Task goal: Repeat, line for line, the entries printed below.

BEGIN Supplied material

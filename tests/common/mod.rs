#![allow(clippy::nursery)] // Test infra prioritizes clarity over pedantry
#![allow(clippy::pedantic)] // Test infra prioritizes clarity over pedantry
#![allow(dead_code)] // Each test binary uses a different subset

pub mod harness;
pub mod recording;
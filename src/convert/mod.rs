//! Conversion between the host DOM and the Content Model.
//!
//! - [`create_content_model`]: DOM → model, with selection markers
//! - [`set_content_model`]: model → DOM, returning the new DOM selection
//! - [`DomIndexer`]: node-to-segment layout used to move the selection of a
//!   cached model without converting again
//! - [`entity`]: class names and delimiter helpers for entities
//!
//! For a model produced by these converters, writing it and reading it back
//! yields an equal model.

mod dom_to_model;
pub mod entity;
mod indexer;
mod model_to_dom;

pub use dom_to_model::create_content_model;
pub use indexer::{DomIndexer, LayoutEntry};
pub use model_to_dom::{ModelToDomOptions, set_content_model};
#[cfg(test)]
mod tests {
    use super::*;
    use crate::edit::delete_selection::delete_selection;
    use crate::model::{
        ContentModelDocument, Entity, EntityFormat, ListItem, ListLevel, ListType, Paragraph,
        SegmentFormat,
    };
    use crate::dom::Dom;

    fn text(s: &str) -> Segment {
        Segment::text(s, SegmentFormat::default())
    }

    fn marker() -> Segment {
        Segment::marker(SegmentFormat::default())
    }

    fn paragraph(segments: Vec<Segment>) -> Block {
        Block::Paragraph(Paragraph::with_segments(segments))
    }

    fn run(
        blocks: Vec<Block>,
        step: fn(&mut DeleteSelectionContext<'_>),
    ) -> (ContentModelDocument, DeleteResult) {
        let mut model = ContentModelDocument::with_blocks(blocks);
        let result = delete_selection(&mut model, &[Some(step)], None);
        model.normalize();
        (model, result.delete_result)
    }

    #[test]
    fn test_backspace_one_grapheme() {
        let (model, result) = run(
            vec![paragraph(vec![text("ae\u{301}"), marker(), text("x")])],
            backward_delete_collapsed,
        );
        assert_eq!(result, DeleteResult::SingleChar);
        assert_eq!(model.plain_text(), "ax");
    }

    #[test]
    fn test_delete_forward_one_grapheme() {
        let (model, result) = run(
            vec![paragraph(vec![text("a"), marker(), text("👍🏽b")])],
            forward_delete_collapsed,
        );
        assert_eq!(result, DeleteResult::SingleChar);
        assert_eq!(model.plain_text(), "ab");
    }

    #[test]
    fn test_backspace_at_start_joins_previous() {
        let (model, result) = run(
            vec![
                paragraph(vec![text("ab")]),
                paragraph(vec![marker(), text("cd")]),
            ],
            backward_delete_collapsed,
        );
        assert_eq!(result, DeleteResult::Range);
        assert_eq!(model.blocks.len(), 1);
        assert_eq!(model.plain_text(), "abcd");
        assert_eq!(find_selection_marker(&model.blocks), Some((BlockPath::root(0), 1)));
    }

    #[test]
    fn test_delete_at_end_joins_next() {
        let (model, result) = run(
            vec![
                paragraph(vec![marker(), Segment::br(SegmentFormat::default())]),
                paragraph(vec![text("cd")]),
            ],
            forward_delete_collapsed,
        );
        assert_eq!(result, DeleteResult::Range);
        assert_eq!(model.blocks.len(), 1);
        assert_eq!(model.plain_text(), "cd");
    }

    #[test]
    fn test_backspace_at_document_start_does_nothing() {
        let (_, result) = run(
            vec![paragraph(vec![marker(), text("cd")])],
            backward_delete_collapsed,
        );
        assert_eq!(result, DeleteResult::NotDeleted);
    }

    #[test]
    fn test_backspace_in_list_item_outdents() {
        let item = Block::ListItem(ListItem {
            levels: vec![ListLevel {
                list_type: ListType::Unordered,
            }],
            blocks: vec![paragraph(vec![marker(), text("x")])],
            format: Default::default(),
        });
        let (model, result) = run(vec![paragraph(vec![text("a")]), item], backward_delete_collapsed);
        assert_eq!(result, DeleteResult::Range);
        assert!(matches!(model.blocks[1], Block::Paragraph(_)));
        assert_eq!(model.plain_text(), "a\nx");
    }

    #[test]
    fn test_backspace_removes_entity_from_end() {
        let mut dom = Dom::new();
        let entity = Entity::new(
            dom.create_element("span"),
            EntityFormat {
                entity_type: Some("e".to_string()),
                id: Some("e1".to_string()),
                is_readonly: true,
            },
        );
        let mut model = ContentModelDocument::with_blocks(vec![paragraph(vec![
            text("a"),
            Segment::Entity(entity),
            marker(),
        ])]);
        let mut format_context = crate::editor::FormatContext::default();
        let result = delete_selection(
            &mut model,
            &[Some(backward_delete_collapsed)],
            Some(&mut format_context),
        );
        assert_eq!(result.delete_result, DeleteResult::SingleChar);
        assert_eq!(format_context.deleted_entities.len(), 1);
        assert_eq!(
            format_context.deleted_entities[0].operation,
            EntityOperation::RemoveFromEnd
        );
    }

    #[test]
    fn test_backward_word() {
        let (model, result) = run(
            vec![paragraph(vec![text("one two  "), marker(), text("three")])],
            backward_delete_word,
        );
        assert_eq!(result, DeleteResult::Range);
        assert_eq!(model.plain_text(), "one three");
    }

    #[test]
    fn test_forward_word_takes_trailing_spaces() {
        let (model, _) = run(
            vec![paragraph(vec![text("a"), marker(), text("bc  de")])],
            forward_delete_word,
        );
        assert_eq!(model.plain_text(), "ade");
    }

    #[test]
    fn test_forward_word_from_space_deletes_spaces_only() {
        let (model, _) = run(
            vec![paragraph(vec![text("a"), marker(), text("  bc")])],
            forward_delete_word,
        );
        assert_eq!(model.plain_text(), "abc");
    }

    #[test]
    fn test_word_stops_at_punctuation() {
        let (model, _) = run(
            vec![paragraph(vec![text("end."), marker()])],
            backward_delete_word,
        );
        assert_eq!(model.plain_text(), "end");
    }

    #[test]
    fn test_delete_all_before() {
        let (model, result) = run(
            vec![paragraph(vec![text("abc "), text("def"), marker(), text("g")])],
            delete_all_segment_before,
        );
        assert_eq!(result, DeleteResult::Range);
        assert_eq!(model.plain_text(), "g");
    }
}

END Supplied material

Exercise answer:
filename tests/common/mod.rs
#![allow(clippy::nursery)] // Test infra prioritizes clarity over pedantry
#![allow(clippy::pedantic)] // Test infra prioritizes clarity over pedantry
#![allow(dead_code)] // Each test binary uses a different subset

pub mod harness;
pub mod recording;
filename src/convert/mod.rs
//! Conversion between the host DOM and the Content Model.
//!
//! - [`create_content_model`]: DOM → model, with selection markers
//! - [`set_content_model`]: model → DOM, returning the new DOM selection
//! - [`DomIndexer`]: node-to-segment layout used to move the selection of a
//!   cached model without converting again
//! - [`entity`]: class names and delimiter helpers for entities
//!
//! For a model produced by these converters, writing it and reading it back
//! yields an equal model.

mod dom_to_model;
pub mod entity;
mod indexer;
mod model_to_dom;

pub use dom_to_model::create_content_model;
pub use indexer::{DomIndexer, LayoutEntry};
pub use model_to_dom::{ModelToDomOptions, set_content_model};
#[cfg(test)]
mod tests {
    use super::*;
    use crate::edit::delete_selection::delete_selection;
    use crate::model::{
        ContentModelDocument, Entity, EntityFormat, ListItem, ListLevel, ListType, Paragraph,
        SegmentFormat,
    };
    use crate::dom::Dom;

    fn text(s: &str) -> Segment {
        Segment::text(s, SegmentFormat::default())
    }

    fn marker() -> Segment {
        Segment::marker(SegmentFormat::default())
    }

    fn paragraph(segments: Vec<Segment>) -> Block {
        Block::Paragraph(Paragraph::with_segments(segments))
    }

    fn run(
        blocks: Vec<Block>,
        step: fn(&mut DeleteSelectionContext<'_>),
    ) -> (ContentModelDocument, DeleteResult) {
        let mut model = ContentModelDocument::with_blocks(blocks);
        let result = delete_selection(&mut model, &[Some(step)], None);
        model.normalize();
        (model, result.delete_result)
    }

    #[test]
    fn test_backspace_one_grapheme() {
        let (model, result) = run(
            vec![paragraph(vec![text("ae\u{301}"), marker(), text("x")])],
            backward_delete_collapsed,
        );
        assert_eq!(result, DeleteResult::SingleChar);
        assert_eq!(model.plain_text(), "ax");
    }

    #[test]
    fn test_delete_forward_one_grapheme() {
        let (model, result) = run(
            vec![paragraph(vec![text("a"), marker(), text("👍🏽b")])],
            forward_delete_collapsed,
        );
        assert_eq!(result, DeleteResult::SingleChar);
        assert_eq!(model.plain_text(), "ab");
    }

    #[test]
    fn test_backspace_at_start_joins_previous() {
        let (model, result) = run(
            vec![
                paragraph(vec![text("ab")]),
                paragraph(vec![marker(), text("cd")]),
            ],
            backward_delete_collapsed,
        );
        assert_eq!(result, DeleteResult::Range);
        assert_eq!(model.blocks.len(), 1);
        assert_eq!(model.plain_text(), "abcd");
        assert_eq!(find_selection_marker(&model.blocks), Some((BlockPath::root(0), 1)));
    }

    #[test]
    fn test_delete_at_end_joins_next() {
        let (model, result) = run(
            vec![
                paragraph(vec![marker(), Segment::br(SegmentFormat::default())]),
                paragraph(vec![text("cd")]),
            ],
            forward_delete_collapsed,
        );
        assert_eq!(result, DeleteResult::Range);
        assert_eq!(model.blocks.len(), 1);
        assert_eq!(model.plain_text(), "cd");
    }

    #[test]
    fn test_backspace_at_document_start_does_nothing() {
        let (_, result) = run(
            vec![paragraph(vec![marker(), text("cd")])],
            backward_delete_collapsed,
        );
        assert_eq!(result, DeleteResult::NotDeleted);
    }

    #[test]
    fn test_backspace_in_list_item_outdents() {
        let item = Block::ListItem(ListItem {
            levels: vec![ListLevel {
                list_type: ListType::Unordered,
            }],
            blocks: vec![paragraph(vec![marker(), text("x")])],
            format: Default::default(),
        });
        let (model, result) = run(vec![paragraph(vec![text("a")]), item], backward_delete_collapsed);
        assert_eq!(result, DeleteResult::Range);
        assert!(matches!(model.blocks[1], Block::Paragraph(_)));
        assert_eq!(model.plain_text(), "a\nx");
    }

    #[test]
    fn test_backspace_removes_entity_from_end() {
        let mut dom = Dom::new();
        let entity = Entity::new(
            dom.create_element("span"),
            EntityFormat {
                entity_type: Some("e".to_string()),
                id: Some("e1".to_string()),
                is_readonly: true,
            },
        );
        let mut model = ContentModelDocument::with_blocks(vec![paragraph(vec![
            text("a"),
            Segment::Entity(entity),
            marker(),
        ])]);
        let mut format_context = crate::editor::FormatContext::default();
        let result = delete_selection(
            &mut model,
            &[Some(backward_delete_collapsed)],
            Some(&mut format_context),
        );
        assert_eq!(result.delete_result, DeleteResult::SingleChar);
        assert_eq!(format_context.deleted_entities.len(), 1);
        assert_eq!(
            format_context.deleted_entities[0].operation,
            EntityOperation::RemoveFromEnd
        );
    }

    #[test]
    fn test_backward_word() {
        let (model, result) = run(
            vec![paragraph(vec![text("one two  "), marker(), text("three")])],
            backward_delete_word,
        );
        assert_eq!(result, DeleteResult::Range);
        assert_eq!(model.plain_text(), "one three");
    }

    #[test]
    fn test_forward_word_takes_trailing_spaces() {
        let (model, _) = run(
            vec![paragraph(vec![text("a"), marker(), text("bc  de")])],
            forward_delete_word,
        );
        assert_eq!(model.plain_text(), "ade");
    }

    #[test]
    fn test_forward_word_from_space_deletes_spaces_only() {
        let (model, _) = run(
            vec![paragraph(vec![text("a"), marker(), text("  bc")])],
            forward_delete_word,
        );
        assert_eq!(model.plain_text(), "abc");
    }

    #[test]
    fn test_word_stops_at_punctuation() {
        let (model, _) = run(
            vec![paragraph(vec![text("end."), marker()])],
            backward_delete_word,
        );
        assert_eq!(model.plain_text(), "end");
    }

    #[test]
    fn test_delete_all_before() {
        let (model, result) = run(
            vec![paragraph(vec![text("abc "), text("def"), marker(), text("g")])],
            delete_all_segment_before,
        );
        assert_eq!(result, DeleteResult::Range);
        assert_eq!(model.plain_text(), "g");
    }
}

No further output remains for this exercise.